猫の王様と目があって
「それでは今、赤ん坊はどこにいるんでしょう?」
わたしの疑問に、今度は王様が答えた。
「北の山脈だな。取り替え子として連れられてきた赤ん坊は、北の幻獣たちの元に送られるのだ」
「正確には、北の山脈にそろそろ着く頃合いでしょう。昨日迎えが来たばかりですので」
北の山脈っていわれたけど、それって思ったよりも遠い場所だ。
というか、幻獣って?
「あの、それじゃあ幻……」
言いかけた台詞をとっさに飲み込む。
よくないな。
もしかしたら、これは精霊だったら常識なのかもしれない。
知らなかったら不信感を与えるようなものなのかもしれない。
わたしの正体を知られることがどれくらい問題あるかはわからないけど、ここであんまり自分の情報を明かすのは得策じゃない気がする。
膝の上に小さな女の子を乗せたまま、精霊の女性がちょっと不思議そうな顔でこちらを見ている。
ちょっと堅そうな雰囲気はあるけど、子供に優しいし、悪い人ではないとは思う。
猫の王様とも親しいみたいだし。
でも、まだちょっと手持ちの情報が少なすぎた。
「寝てしまいましたね」
不意にそう言われて自分の腕の中を見ると、わたしに抱えられたまま女の子は小さな寝息を立てていた。
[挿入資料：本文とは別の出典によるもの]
//! Deleting habits

use crate::actions::ActionError;
use crate::domain::HabitId;
use crate::storage::DocumentStore;

/// Delete a habit permanently
pub fn delete_habit<S: DocumentStore + ?Sized>(store: &S, habit_id: &str) -> Result<(), ActionError> {
    let habit_id = HabitId::parse(habit_id)?;

    if !store.delete_one(&habit_id)? {
        return Err(ActionError::not_found(&habit_id));
    }

    tracing::info!("Deleted habit {}", habit_id);
    Ok(())
}
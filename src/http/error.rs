//! Mapping failures to HTTP responses
//!
//! Every error body has a `message` naming the operation that failed and, for
//! anything other than a plain not-found, an `error` with the detail.

use axum::{
    http::StatusCode,
    response::{IntoResponse, Response},
    Json,
};
use serde::Serialize;
use tracing::{error, warn};

use crate::actions::ActionError;
use crate::domain::DomainError;

const NOT_FOUND_MESSAGE: &str = "Habit not found";

#[derive(Debug)]
pub struct ApiError {
    status: StatusCode,
    message: String,
    error: Option<String>,
}

#[derive(Serialize)]
struct ErrorBody<'a> {
    message: &'a str,
    #[serde(skip_serializing_if = "Option::is_none")]
    error: Option<&'a str>,
}

impl ApiError {
    /// Map an action failure for the operation described by `context`
    pub fn from_action(context: &str, err: ActionError) -> Self {
        match err {
            ActionError::NotFound { .. } => Self {
                status: StatusCode::NOT_FOUND,
                message: NOT_FOUND_MESSAGE.to_string(),
                error: None,
            },
            ActionError::Domain(e @ DomainError::MalformedDocument(_)) => Self::internal(context, e),
            ActionError::Domain(e) => Self::bad_request(context, e),
            ActionError::Storage(e) => Self::internal(context, e),
        }
    }

    pub fn bad_request(context: &str, detail: impl ToString) -> Self {
        Self {
            status: StatusCode::BAD_REQUEST,
            message: context.to_string(),
            error: Some(detail.to_string()),
        }
    }

    pub fn internal(context: &str, detail: impl ToString) -> Self {
        Self {
            status: StatusCode::INTERNAL_SERVER_ERROR,
            message: context.to_string(),
            error: Some(detail.to_string()),
        }
    }

    pub fn status(&self) -> StatusCode {
        self.status
    }
}

impl IntoResponse for ApiError {
    fn into_response(self) -> Response {
        let detail = self.error.as_deref().unwrap_or_default();
        if self.status.is_server_error() {
            error!("{}: {}", self.message, detail);
        } else if self.status != StatusCode::NOT_FOUND {
            warn!("{}: {}", self.message, detail);
        }

        let body = ErrorBody {
            message: &self.message,
            error: self.error.as_deref(),
        };
        (self.status, Json(body)).into_response()
    }
}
王様の膝の上に載せられた子も同じように眠ってしまっていた。
考えてみれば、このまま話を聞いたところで、まだ自分自身の結論が出せていない。
「せっかく寝たところを起こすのも申し訳ないので、そろそろおいとまします」
「……そうですか」
精霊の女性がこっくりと頷く。
どうやら引き留める気はなさそうだった。
わたしが王様の方を見ると、自然と目が合う。
「では、我も戻るとしよう」
そう言って女の子を抱き上げ、王様はゆっくりと立ち上がった。
女性と王様は連れだって部屋を出て行く。
たぶん、女の子たちを寝室に連れて行ったのだろう。
「うーん、これ起こさないで運べるかな」
三歳くらいの子とはいえ、わたしの身体のサイズだと軽く抱えられるって感じではない。
「ルッ」
肩の上で、小さな声でイナリが鳴く。
なんとなく言いたいことはわかった。
「たしかに魔力で身体能力を強化すればいけるけど、それで起こしちゃったら元も子もないよね」
とはいえ、他に方法もなかった。
なるべく慎重に、揺るがぬように、光の輪を廻す速度を上げる。
身体に流れる魔力を波立たせないように。
「なんとかいけそうかな」
「ルッ」
女の子を胸に抱えて、椅子から滑り降りるようにして立つ。
重さはまったく問題ないから、あとは安定性かな。
ぶつけたり落としたりだけはしないように気をつけないと。
背中でドアを押し開けて、廊下に出た。
「イナリ、二人がどっちに行ったかわかる?」
「ルッ」
わたしの肩から飛び降りたイナリが、床の上に立って鼻をひくひくとさせる。
匂いを探っているのか、それとも魔力の気配を探っているのか。
「ルッ」
イナリはわたしの方を向いてひと声鳴くと、廊下を奥の方に向かって進み始めた。
その後を追ってしばらく行くと、扉が開かれたままの部屋があった。
中を覗けば精霊の女性と王様がいて、小さな女の子たちを大きなベッドに並べて寝かせている。
「あの、この子もお願いします」
部屋に入りながらそういうと、精霊の女性が女の子を受け取ってくれた。
さすがにわたしの背丈じゃベッドの上に寝かせるのはむずかしい。
「連れてきてくれてありがとう」
そう言って、女性は口元だけでニコリと笑った。
「では行くぞ、カナエ」
王様がドレスを翻らせ、悠然と部屋を出て行く。
わたしは精霊の女性に礼をしてから、追いかけるために廊下へ向かった。
「共に来るであろう?」
王様がわたしを横目で見ながら言う。
森の居城にいっしょに行くかってことだろう。
「はい。もともとそのつもりでしたし」
なにせ、聞きたい話がまだたくさんあるからね。